Osama Bin Laden
Osama Bin LadenReuters

Former Al-Qaeda leader Osama Bin Laden left a personal fortune of around $29 million “for jihad”, his will shows.

The will is among a trove of documents released to the media on Tuesday and quoted by the BBC. The will was seized in the 2011 American assault on Bin Laden's hideout in Abbotabad, Pakistan.

Bin Laden urged his family to "obey my will" and to spend his inheritance on "jihad, for the sake of Allah", according to the BBC.

He referred to the money as being in Sudan, but it is not clear whether it was cash or assets. Bin Laden lived in Sudan for five years in the 1990s as a guest of the Sudanese government.

It is not known whether any of the money made its way to his heirs.

According to the British network, other letters attributed to Bin Laden and released on Tuesday show that he:

  • Urged Americans to fight "catastrophic" climate change to "save humanity"
  • Feared that a dentist had planted a tracking device in his wife's tooth
  • Planned a major media campaign to mark the 10th anniversary of the September 11 attacks

He also gave his assessment of the progress of the West's "war on terror" and the U.S. military campaign in Afghanistan.

"They thought that the war would be easy and that they would accomplish their objectives in a few days or a few weeks," he wrote.

"We need to be patient a bit longer. With patience, there is victory!"
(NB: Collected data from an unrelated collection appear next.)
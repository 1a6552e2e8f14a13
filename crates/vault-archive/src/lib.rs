//! Archive inspection for the attachment vault.
//!
//! Attachments arrive as untrusted ZIP/JAR-shaped blobs. This crate performs
//! the narrow set of checks the vault needs before storing one:
//!
//! - [`validate_archive`] -- entry directory sanity and path-traversal defense
//! - [`extract_signers`] -- keys that co-sign every content entry
//! - [`ManifestScanner`] -- declared contract class names and version
//! - [`ArchiveBuilder`] -- assembles (optionally signed) archives for tooling and tests
//!
//! It is not a general-purpose ZIP library.

pub mod builder;
pub mod error;
pub mod manifest;
pub mod signing;
pub mod validate;

pub use builder::ArchiveBuilder;
pub use error::{ArchiveError, ArchiveResult};
pub use manifest::{ContractMetadata, ContractScanner, ManifestScanner};
pub use signing::{extract_signers, SignatureBlock, SignerPolicy};
pub use validate::{validate_archive, validate_entry_name};
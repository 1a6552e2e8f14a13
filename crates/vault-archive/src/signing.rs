//! Archive signatures and signer extraction.
//!
//! A signature block is a `META-INF/*.ED25519` entry holding JSON:
//!
//! ```text
//! { "public_key": "<hex>", "digests": { "<entry>": "<blake3 hex>", ... }, "signature": "<hex>" }
//! ```
//!
//! The signature covers a domain-separated encoding of the digest map. A key
//! co-signs an entry when one of its blocks verifies and lists the entry's
//! current digest. Directory entries, the manifest, and the signature blocks
//! themselves are not content and need no signature.

use std::collections::{BTreeMap, BTreeSet};
use std::io::{Cursor, Read};

use serde::{Deserialize, Serialize};
use tracing::warn;
use vault_crypto::{verify_signature, AttachmentHasher, Signature, SigningKey};
use vault_types::SignerKey;

use crate::error::{ArchiveError, ArchiveResult};
use crate::manifest::MANIFEST_PATH;

pub const SIGNATURE_BLOCK_SUFFIX: &str = ".ED25519";
const SIGNATURE_DOMAIN: &[u8] = b"vault-archive-signature-v1:";

/// How to treat an archive whose entries are not all signed by the same keys.
#[derive(Clone, Copy, Debug, Default, PartialEq, Eq, Serialize, Deserialize)]
#[serde(rename_all = "snake_case")]
pub enum SignerPolicy {
    /// Any partial or invalid signing makes the whole archive unsigned.
    #[default]
    FailClosed,
    /// Report the keys that sign every content entry; ignore the rest.
    Intersection,
    /// Any partial or invalid signing is an error.
    RequireConsistent,
}

/// One signer's statement about the archive's content entries.
#[derive(Clone, Debug, PartialEq, Eq, Serialize, Deserialize)]
pub struct SignatureBlock {
    pub public_key: String,
    pub digests: BTreeMap<String, String>,
    pub signature: Signature,
}

impl SignatureBlock {
    pub fn sign(key: &SigningKey, digests: &BTreeMap<String, [u8; 32]>) -> ArchiveResult<Self> {
        let digests: BTreeMap<String, String> = digests
            .iter()
            .map(|(name, digest)| (name.clone(), hex::encode(digest)))
            .collect();
        let signature = key.sign(&signing_payload(&digests)?);
        Ok(Self {
            public_key: key.signer_key().to_hex(),
            digests,
            signature,
        })
    }

    /// The signer's key if the signature is valid.
    pub fn verify(&self) -> Option<SignerKey> {
        let signer = SignerKey::from_hex(&self.public_key).ok()?;
        let payload = signing_payload(&self.digests).ok()?;
        verify_signature(&signer, &payload, &self.signature).ok()?;
        Some(signer)
    }
}

fn signing_payload(digests: &BTreeMap<String, String>) -> ArchiveResult<Vec<u8>> {
    let body =
        serde_json::to_vec(digests).map_err(|e| ArchiveError::Serialization(e.to_string()))?;
    let mut payload = SIGNATURE_DOMAIN.to_vec();
    payload.extend_from_slice(&body);
    Ok(payload)
}

fn is_signature_block(name: &str) -> bool {
    name.starts_with("META-INF/") && name.ends_with(SIGNATURE_BLOCK_SUFFIX)
}

/// Return the keys that co-sign every content entry of `archive`.
///
/// The result is empty for an unsigned archive, and for an archive with no
/// content entries.
pub fn extract_signers(archive: &[u8], policy: SignerPolicy) -> ArchiveResult<BTreeSet<SignerKey>> {
    let mut zip = zip::ZipArchive::new(Cursor::new(archive))
        .map_err(|e| ArchiveError::structure(format!("not a readable archive: {e}")))?;

    let mut content: BTreeMap<String, String> = BTreeMap::new();
    let mut blocks: Vec<(String, Vec<u8>)> = Vec::new();
    for index in 0..zip.len() {
        let mut entry = zip
            .by_index(index)
            .map_err(|e| ArchiveError::structure(format!("unreadable entry #{index}: {e}")))?;
        if entry.is_dir() {
            continue;
        }
        let name = entry.name().to_string();
        if name == MANIFEST_PATH {
            continue;
        }
        let mut data = Vec::new();
        entry
            .read_to_end(&mut data)
            .map_err(|e| ArchiveError::EntryRead {
                name: name.clone(),
                reason: e.to_string(),
            })?;
        if is_signature_block(&name) {
            blocks.push((name, data));
        } else {
            content.insert(name, hex::encode(AttachmentHasher::raw_blake3(&data)));
        }
    }

    let mut coverage: BTreeMap<SignerKey, BTreeSet<&str>> = BTreeMap::new();
    let mut invalid_blocks = Vec::new();
    for (name, data) in &blocks {
        let verified = serde_json::from_slice::<SignatureBlock>(data)
            .ok()
            .and_then(|block| block.verify().map(|key| (key, block)));
        let Some((key, block)) = verified else {
            warn!(entry = %name, "ignoring invalid signature block");
            invalid_blocks.push(name.clone());
            continue;
        };
        let covered = coverage.entry(key).or_default();
        for (entry, actual) in &content {
            if block.digests.get(entry) == Some(actual) {
                covered.insert(entry.as_str());
            }
        }
    }

    if content.is_empty() {
        return Ok(BTreeSet::new());
    }

    let mut signers = BTreeSet::new();
    let mut partial = Vec::new();
    for (key, covered) in &coverage {
        if covered.len() == content.len() {
            signers.insert(*key);
        } else {
            partial.push((*key, covered.len()));
        }
    }

    if partial.is_empty() && invalid_blocks.is_empty() {
        return Ok(signers);
    }

    let reason = format!(
        "{} key(s) sign only part of {} entries, {} invalid signature block(s)",
        partial.len(),
        content.len(),
        invalid_blocks.len()
    );
    match policy {
        SignerPolicy::Intersection => Ok(signers),
        SignerPolicy::FailClosed => {
            warn!(%reason, "treating inconsistently signed archive as unsigned");
            Ok(BTreeSet::new())
        }
        SignerPolicy::RequireConsistent => Err(ArchiveError::InconsistentSigning { reason }),
    }
}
Since Bin Laden's death, the group has since been led by his former second-in-command, Ayman al-Zawahiri.

Zawahiri occasionally makes his presence known in the form of audio recordings in which he encourages jihadist attacks against the West.

In his most recent recording, released last November, Zawahiri welcomed the terrorist attacks in Israel as “a new epic of jihad,” in which people “defend Palestine and Al-Aqsa with knives, cars, stones, and everything they own.”